Alguns manifestantes a favor da causa tibetana perturbaram hoje o acender da chama olímpica, na cidade de Olímpia, na Grécia. Durante a cerimónia transmitida pela televisão, algumas pessoas romperam o cordão policial e um homem chegou mesmo junto da tribuna onde discursava o presidente da comissão organizadora dos Jogos chineses, Liu Qi.
Os manifestantes tentaram, sem sucesso, roubar a tocha olímpica, mas foram rapidamente detidos pelas autoridades.
A polícia indicou que foram detidos três homens até ao momento. Outras 25 pessoas que se preparavam para interromper a cerimónia foram igualmente mantidas longe do local onde foi acesa a chama.

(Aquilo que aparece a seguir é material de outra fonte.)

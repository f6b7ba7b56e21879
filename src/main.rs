//! Command-line entry point. Subcommand surface and the tracing-subscriber
//! bootstrap follow `main.rs`'s `Cli`/`Commands` clap-derive shape in the
//! reference server; `start` owns the long-lived daemon process while the
//! other subcommands are thin RPC clients against its socket (§6).

use clap::{Parser, Subcommand};
use coderadar::config::Config;
use coderadar::daemon::{run, Daemon};
use coderadar::embedder::Embedder;
use coderadar::ignore_engine::IgnoreEngine;
use coderadar::indexer::{Indexer, TextEmbedder};
use coderadar::registry::Registry;
use coderadar::search::SearchService;
use coderadar::types::ProjectMetadata;
use coderadar::vector_store::VectorStore;
use coderadar::watcher::{start_watcher, LastRpcActivity};
use std::path::PathBuf;
use std::sync::Arc;
use std::time::Duration;
use tokio::io::{AsyncReadExt, AsyncWriteExt};
use tokio::net::UnixStream;
use tokio::sync::RwLock;

#[derive(Parser)]
#[command(name = "coderadar", version, about = "Per-project code search daemon")]
struct Cli {
    #[command(subcommand)]
    command: Option<Commands>,

    /// Workspace root to operate on; defaults to the current directory.
    #[arg(long, global = true)]
    root: Option<PathBuf>,

    /// Project name, used on first index to claim a stable identity.
    #[arg(long, global = true, default_value = "default")]
    name: String,
}

#[derive(Subcommand)]
enum Commands {
    /// Start the daemon for the current workspace (foreground).
    Start,
    /// Request a graceful shutdown of the running daemon.
    Stop,
    /// Print indexing state and progress.
    Status,
    /// Print project metadata.
    Info,
    /// List registered projects.
    Ls {
        #[arg(long)]
        long: bool,
    },
    /// Build or refresh the index.
    Index {
        #[arg(long)]
        force: bool,
    },
    /// Run a search query.
    Search {
        query: String,
        #[arg(long, default_value = "auto")]
        mode: String,
        #[arg(long)]
        limit: Option<usize>,
        #[arg(long)]
        threshold: Option<f32>,
    },
    /// Print the effective default ignore patterns.
    Exclusions,
    /// Remove a registered project by name glob.
    Rm { project_glob: String },
}

fn workspace_root(cli: &Cli) -> PathBuf {
    cli.root.clone().unwrap_or_else(|| std::env::current_dir().expect("cwd"))
}

fn data_base_dir() -> PathBuf {
    dirs_data_dir().join("coderadar")
}

fn dirs_data_dir() -> PathBuf {
    std::env::var("CODERADAR_DATA_DIR")
        .map(PathBuf::from)
        .unwrap_or_else(|_| std::env::temp_dir().join("coderadar-data"))
}

fn socket_path(pid: &str) -> PathBuf {
    std::env::temp_dir().join(format!("coderadar-{pid}.sock"))
}

async fn send_request(pid: &str, op: &str, args: serde_json::Value) -> coderadar::error::Result<serde_json::Value> {
    let path = socket_path(pid);
    let mut stream = UnixStream::connect(&path).await.map_err(|e| {
        coderadar::error::Error::NotReady(format!("daemon not reachable at {}: {e}", path.display()))
    })?;

    let req = serde_json::json!({"id": 1, "op": op, "args": args});
    let body = serde_json::to_vec(&req).unwrap();
    stream.write_all(&(body.len() as u32).to_be_bytes()).await?;
    stream.write_all(&body).await?;
    stream.flush().await?;

    let mut len_buf = [0u8; 4];
    stream.read_exact(&mut len_buf).await?;
    let len = u32::from_be_bytes(len_buf) as usize;
    let mut resp_buf = vec![0u8; len];
    stream.read_exact(&mut resp_buf).await?;
    let resp: serde_json::Value = serde_json::from_slice(&resp_buf)
        .map_err(|e| coderadar::error::Error::InvalidRequest(e.to_string()))?;
    Ok(resp)
}

async fn start_daemon(root: PathBuf, project_name: String) -> coderadar::error::Result<()> {
    let config = Config::load(&root)?;
    let registry = Registry::new(data_base_dir())?;
    let now = std::time::SystemTime::now().duration_since(std::time::UNIX_EPOCH).unwrap().as_secs();
    let (metadata, moved) = registry.resolve("local", &root, &project_name, now)?;
    let pid = metadata.pid.clone();

    let project_dir = registry.project_dir(&pid);
    let ignore = Arc::new(IgnoreEngine::new(&root, &config.skip_dirs));
    let store = Arc::new(VectorStore::open(&project_dir, config.hnsw.construction_ef, config.hnsw.m)?);
    if moved {
        tracing::warn!(pid = %pid, "workspace path changed for this project id; clearing index");
        store.clear_all()?;
    }

    let indexer = Arc::new(Indexer::new(root.clone(), config.clone(), Arc::clone(&ignore), Arc::clone(&store)));

    let embedder: Arc<dyn TextEmbedder> = match Embedder::load(&metadata.embedder_model_tag, &data_base_dir().join("models"), config.network_enabled) {
        Ok(e) => Arc::new(e),
        Err(e) => {
            tracing::warn!(error = %e, "semantic embedding unavailable; regex search still works");
            Arc::new(UnavailableEmbedder)
        }
    };
    indexer.set_embedder(Arc::clone(&embedder));

    let search = Arc::new(SearchService::new(
        root.clone(),
        Arc::clone(&store),
        embedder,
        config.search.clone(),
        config.path_map.clone(),
    ));
    let metadata = Arc::new(RwLock::new(metadata));
    let activity = Arc::new(LastRpcActivity::new());

    let _watcher_handle = start_watcher(root.clone(), Arc::clone(&indexer), Arc::clone(&ignore), Arc::clone(&metadata), Arc::clone(&activity), config.watcher.clone());

    {
        let mut meta = metadata.write().await;
        indexer.index_once(false, &mut meta, now)?;
        registry.save_metadata(&meta)?;
    }

    spawn_periodic_reconcile(Arc::clone(&indexer), Arc::clone(&metadata), config.reconcile.period_seconds);

    let (shutdown_tx, _) = tokio::sync::watch::channel(false);
    let daemon = Arc::new(Daemon { indexer, search, metadata, activity, shutdown: shutdown_tx });

    let path = socket_path(&pid);
    run(&path, daemon).await
}

/// §4.9: "every ~15 minutes while the daemon is active" — a background
/// sweep independent of the watcher's ignore-triggered reconcile.
fn spawn_periodic_reconcile(indexer: Arc<Indexer>, metadata: Arc<RwLock<ProjectMetadata>>, period_seconds: u64) {
    let period = Duration::from_secs(period_seconds.max(1));
    tokio::spawn(async move {
        let mut interval = tokio::time::interval(period);
        interval.tick().await; // first tick fires immediately; the initial index_once already covered that pass
        loop {
            interval.tick().await;
            let now = std::time::SystemTime::now().duration_since(std::time::UNIX_EPOCH).unwrap().as_secs();
            let mut meta = metadata.write().await;
            if let Err(e) = indexer.reconcile(&mut meta, now) {
                tracing::warn!(error = %e, "periodic reconcile failed");
            }
        }
    });
}

struct UnavailableEmbedder;
impl TextEmbedder for UnavailableEmbedder {
    fn dim(&self) -> usize {
        0
    }
    fn embed(&self, _texts: &[String]) -> coderadar::error::Result<Vec<Vec<f32>>> {
        Err(coderadar::error::Error::ModelUnavailable("no embedding model loaded".into()))
    }
    fn is_available(&self) -> bool {
        false
    }
}

fn print_response(resp: serde_json::Value) {
    println!("{}", serde_json::to_string_pretty(&resp).unwrap_or_default());
}

fn pid_for(root: &std::path::Path, project_name: &str) -> coderadar::error::Result<String> {
    let registry = Registry::new(data_base_dir())?;
    let now = 0;
    let (meta, _) = registry.resolve("local", root, project_name, now)?;
    Ok(meta.pid)
}

#[tokio::main]
async fn main() {
    tracing_subscriber::fmt()
        .with_env_filter(tracing_subscriber::EnvFilter::from_default_env().add_directive("coderadar=info".parse().unwrap()))
        .with_target(false)
        .init();

    let cli = Cli::parse();
    let root = workspace_root(&cli);

    let result: coderadar::error::Result<()> = async {
        match cli.command.unwrap_or(Commands::Start) {
            Commands::Start => start_daemon(root, cli.name).await,
            Commands::Stop => {
                let pid = pid_for(&root, &cli.name)?;
                print_response(send_request(&pid, "stop", serde_json::json!({})).await?);
                Ok(())
            }
            Commands::Status => {
                let pid = pid_for(&root, &cli.name)?;
                print_response(send_request(&pid, "status", serde_json::json!({})).await?);
                Ok(())
            }
            Commands::Info => {
                let pid = pid_for(&root, &cli.name)?;
                print_response(send_request(&pid, "info", serde_json::json!({})).await?);
                Ok(())
            }
            Commands::Ls { long: _ } => {
                let registry = Registry::new(data_base_dir())?;
                for project in registry.list()? {
                    println!("{}\t{}", project.project_name, project.workspace_path);
                }
                Ok(())
            }
            Commands::Index { force } => {
                let pid = pid_for(&root, &cli.name)?;
                print_response(send_request(&pid, "index", serde_json::json!({"force": force})).await?);
                Ok(())
            }
            Commands::Search { query, mode, limit, threshold } => {
                let pid = pid_for(&root, &cli.name)?;
                let args = serde_json::json!({"query": query, "mode": mode, "limit": limit, "similarity_threshold": threshold});
                print_response(send_request(&pid, "search", args).await?);
                Ok(())
            }
            Commands::Exclusions => {
                let config = Config::default();
                for dir in &config.skip_dirs {
                    println!("{dir}/");
                }
                Ok(())
            }
            Commands::Rm { project_glob } => {
                let registry = Registry::new(data_base_dir())?;
                for project in registry.list()? {
                    if project.project_name == project_glob {
                        registry.remove(&project.pid)?;
                    }
                }
                Ok(())
            }
        }
    }
    .await;

    if let Err(e) = result {
        tracing::error!(error = %e, "command failed");
        std::process::exit(1);
    }
}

A polícia grega adiantou pouco depois que deteve igualmente o activista Tenzin Dorjee, do grupo "Estudantes por um Tibete Livre", que não esteve ligado ao incidente mas que tinha preparado uma manifestação para logo à tarde.
Liu Qi, que se manteve impassível durante o incidente, disse aos microfones: "A chama olímpica vai espalhar a luz e a alegria, a paz e a amizade, a esperança e o sonho ao povo da China e a todo o mundo".
Em Olímpia, berço dos Jogos Olímpicos há 2800 anos, 22 mulheres vestidas com túnicas brancas de sacerdotisas entraram nas ruínas do templo de Hera ao ritmo de tambores e acenderam a chama, com a ajuda dos raios de sol e de um espelho côncavo.
O atleta grego de taekwondo Alexandros Nikolaidis, medalha de prata nos JO de 2004, fez o arranque da corrida de seis dias com a chama olímpica, até que ela seja entregue às autoridades chinesas, no dia 30 de Março. Em Agosto, a chama chegará finalmente a Pequim.